_Task item:_
The answer should consist of all the records, written out word for word.

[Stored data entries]
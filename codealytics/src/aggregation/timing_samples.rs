use std::{fmt::Display, time::Instant};

/// Collects elapsed-time samples, in whole milliseconds, and derives
/// statistics from them on every read.
///
/// A TimingAggregator is a plain value: a clone owns its own copy of the
/// samples. Recording into the copy you got from `Registry::get()` changes
/// nothing in the registry until you write it back with an update, which is
/// what `Registry::measure_and_record()` does for you.
///
/// Samples are never evicted. If you measure something forever, memory grows
/// forever.
#[derive(Debug, Clone, Default, PartialEq, Eq)]
pub struct TimingAggregator {
    samples: Vec<u64>,
}

/// Statistics over one consistent set of samples.
#[derive(Debug, Clone, PartialEq)]
pub struct TimingSummary {
    /// Number of samples
    pub count: usize,
    /// Sum of all samples, in milliseconds. Wide enough that no run of `u64`
    /// samples overflows it.
    pub total_ms: u128,
    /// Arithmetic mean, `None` without samples
    pub mean_ms: Option<f64>,
    /// Population variance (divisor = count), `None` without samples
    pub variance: Option<f64>,
    /// Square root of the population variance, `None` without samples
    pub standard_deviation: Option<f64>,
}

impl TimingSummary {
    fn from_samples(samples: &[u64]) -> Self {
        let count = samples.len();
        let total_ms: u128 = samples.iter().map(|sample| u128::from(*sample)).sum();
        if count == 0 {
            return Self {
                count,
                total_ms,
                mean_ms: None,
                variance: None,
                standard_deviation: None,
            };
        }
        let mean = total_ms as f64 / count as f64;
        let variance = samples
            .iter()
            .map(|sample| {
                let deviation = *sample as f64 - mean;
                deviation * deviation
            })
            .sum::<f64>()
            / count as f64;
        Self {
            count,
            total_ms,
            mean_ms: Some(mean),
            variance: Some(variance),
            standard_deviation: Some(variance.sqrt()),
        }
    }
}

impl Display for TimingSummary {
    fn fmt(&self, f: &mut std::fmt::Formatter<'_>) -> std::fmt::Result {
        match (self.mean_ms, self.standard_deviation) {
            (Some(mean), Some(standard_deviation)) => write!(
                f,
                "runs: {}, total: {}ms, mean: {mean:.2}ms, std dev: {standard_deviation:.2}ms",
                self.count, self.total_ms
            ),
            _ => f.write_str("runs: 0"),
        }
    }
}

impl TimingAggregator {
    /// Create an empty aggregator
    pub fn new() -> Self {
        Self::default()
    }

    /// Append one elapsed-time result. Never rejects a sample.
    pub fn add_result(&mut self, elapsed_ms: u64) {
        self.samples.push(elapsed_ms);
    }

    /// Run `action` once and record how many whole milliseconds it took.
    pub fn measure(&mut self, action: impl FnOnce()) -> u64 {
        let elapsed_ms = time_millis(action);
        self.add_result(elapsed_ms);
        elapsed_ms
    }

    /// Start timing a scope. The sample is recorded when the timer drops.
    pub fn start_timer(&mut self) -> SampleTimer<'_> {
        SampleTimer {
            aggregator: self,
            start: Instant::now(),
        }
    }

    /// Compute every statistic from the same set of samples.
    pub fn summary(&self) -> TimingSummary {
        TimingSummary::from_samples(&self.samples)
    }

    /// Number of recorded samples
    pub fn count(&self) -> usize {
        self.samples.len()
    }

    /// Sum of all recorded samples
    pub fn total_ms(&self) -> u128 {
        self.summary().total_ms
    }

    /// Mean elapsed milliseconds
    pub fn mean_ms(&self) -> Option<f64> {
        self.summary().mean_ms
    }

    /// Population variance of the samples
    pub fn variance(&self) -> Option<f64> {
        self.summary().variance
    }

    /// Standard deviation of the samples
    pub fn standard_deviation(&self) -> Option<f64> {
        self.summary().standard_deviation
    }

    /// The samples in recording order
    pub fn samples(&self) -> &[u64] {
        &self.samples
    }
}

impl Display for TimingAggregator {
    fn fmt(&self, f: &mut std::fmt::Formatter<'_>) -> std::fmt::Result {
        self.summary().fmt(f)
    }
}

/// Records the time since it was started into its aggregator when dropped.
#[derive(Debug)]
pub struct SampleTimer<'a> {
    aggregator: &'a mut TimingAggregator,
    start: Instant,
}

impl SampleTimer<'_> {
    /// Whole milliseconds since the timer started
    pub fn elapsed_ms(&self) -> u64 {
        millis_since(self.start)
    }
}

impl Drop for SampleTimer<'_> {
    fn drop(&mut self) {
        let elapsed_ms = millis_since(self.start);
        self.aggregator.add_result(elapsed_ms);
    }
}

/// Run `action` once and return its elapsed whole milliseconds.
pub(crate) fn time_millis(action: impl FnOnce()) -> u64 {
    let start = Instant::now();
    action();
    millis_since(start)
}

fn millis_since(start: Instant) -> u64 {
    u64::try_from(start.elapsed().as_millis()).unwrap_or(u64::MAX)
}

_Answer to this problem:_
filename codealytics/src/aggregation/timing_samples.rs
use std::{fmt::Display, time::Instant};

/// Collects elapsed-time samples, in whole milliseconds, and derives
/// statistics from them on every read.
///
/// A TimingAggregator is a plain value: a clone owns its own copy of the
/// samples. Recording into the copy you got from `Registry::get()` changes
/// nothing in the registry until you write it back with an update, which is
/// what `Registry::measure_and_record()` does for you.
///
/// Samples are never evicted. If you measure something forever, memory grows
/// forever.
#[derive(Debug, Clone, Default, PartialEq, Eq)]
pub struct TimingAggregator {
    samples: Vec<u64>,
}

/// Statistics over one consistent set of samples.
#[derive(Debug, Clone, PartialEq)]
pub struct TimingSummary {
    /// Number of samples
    pub count: usize,
    /// Sum of all samples, in milliseconds. Wide enough that no run of `u64`
    /// samples overflows it.
    pub total_ms: u128,
    /// Arithmetic mean, `None` without samples
    pub mean_ms: Option<f64>,
    /// Population variance (divisor = count), `None` without samples
    pub variance: Option<f64>,
    /// Square root of the population variance, `None` without samples
    pub standard_deviation: Option<f64>,
}

impl TimingSummary {
    fn from_samples(samples: &[u64]) -> Self {
        let count = samples.len();
        let total_ms: u128 = samples.iter().map(|sample| u128::from(*sample)).sum();
        if count == 0 {
            return Self {
                count,
                total_ms,
                mean_ms: None,
                variance: None,
                standard_deviation: None,
            };
        }
        let mean = total_ms as f64 / count as f64;
        let variance = samples
            .iter()
            .map(|sample| {
                let deviation = *sample as f64 - mean;
                deviation * deviation
            })
            .sum::<f64>()
            / count as f64;
        Self {
            count,
            total_ms,
            mean_ms: Some(mean),
            variance: Some(variance),
            standard_deviation: Some(variance.sqrt()),
        }
    }
}

impl Display for TimingSummary {
    fn fmt(&self, f: &mut std::fmt::Formatter<'_>) -> std::fmt::Result {
        match (self.mean_ms, self.standard_deviation) {
            (Some(mean), Some(standard_deviation)) => write!(
                f,
                "runs: {}, total: {}ms, mean: {mean:.2}ms, std dev: {standard_deviation:.2}ms",
                self.count, self.total_ms
            ),
            _ => f.write_str("runs: 0"),
        }
    }
}

impl TimingAggregator {
    /// Create an empty aggregator
    pub fn new() -> Self {
        Self::default()
    }

    /// Append one elapsed-time result. Never rejects a sample.
    pub fn add_result(&mut self, elapsed_ms: u64) {
        self.samples.push(elapsed_ms);
    }

    /// Run `action` once and record how many whole milliseconds it took.
    pub fn measure(&mut self, action: impl FnOnce()) -> u64 {
        let elapsed_ms = time_millis(action);
        self.add_result(elapsed_ms);
        elapsed_ms
    }

    /// Start timing a scope. The sample is recorded when the timer drops.
    pub fn start_timer(&mut self) -> SampleTimer<'_> {
        SampleTimer {
            aggregator: self,
            start: Instant::now(),
        }
    }

    /// Compute every statistic from the same set of samples.
    pub fn summary(&self) -> TimingSummary {
        TimingSummary::from_samples(&self.samples)
    }

    /// Number of recorded samples
    pub fn count(&self) -> usize {
        self.samples.len()
    }

    /// Sum of all recorded samples
    pub fn total_ms(&self) -> u128 {
        self.summary().total_ms
    }

    /// Mean elapsed milliseconds
    pub fn mean_ms(&self) -> Option<f64> {
        self.summary().mean_ms
    }

    /// Population variance of the samples
    pub fn variance(&self) -> Option<f64> {
        self.summary().variance
    }

    /// Standard deviation of the samples
    pub fn standard_deviation(&self) -> Option<f64> {
        self.summary().standard_deviation
    }

    /// The samples in recording order
    pub fn samples(&self) -> &[u64] {
        &self.samples
    }
}

impl Display for TimingAggregator {
    fn fmt(&self, f: &mut std::fmt::Formatter<'_>) -> std::fmt::Result {
        self.summary().fmt(f)
    }
}

/// Records the time since it was started into its aggregator when dropped.
#[derive(Debug)]
pub struct SampleTimer<'a> {
    aggregator: &'a mut TimingAggregator,
    start: Instant,
}

impl SampleTimer<'_> {
    /// Whole milliseconds since the timer started
    pub fn elapsed_ms(&self) -> u64 {
        millis_since(self.start)
    }
}

impl Drop for SampleTimer<'_> {
    fn drop(&mut self) {
        let elapsed_ms = millis_since(self.start);
        self.aggregator.add_result(elapsed_ms);
    }
}

/// Run `action` once and return its elapsed whole milliseconds.
pub(crate) fn time_millis(action: impl FnOnce()) -> u64 {
    let start = Instant::now();
    action();
    millis_since(start)
}

fn millis_since(start: Instant) -> u64 {
    u64::try_from(start.elapsed().as_millis()).unwrap_or(u64::MAX)
}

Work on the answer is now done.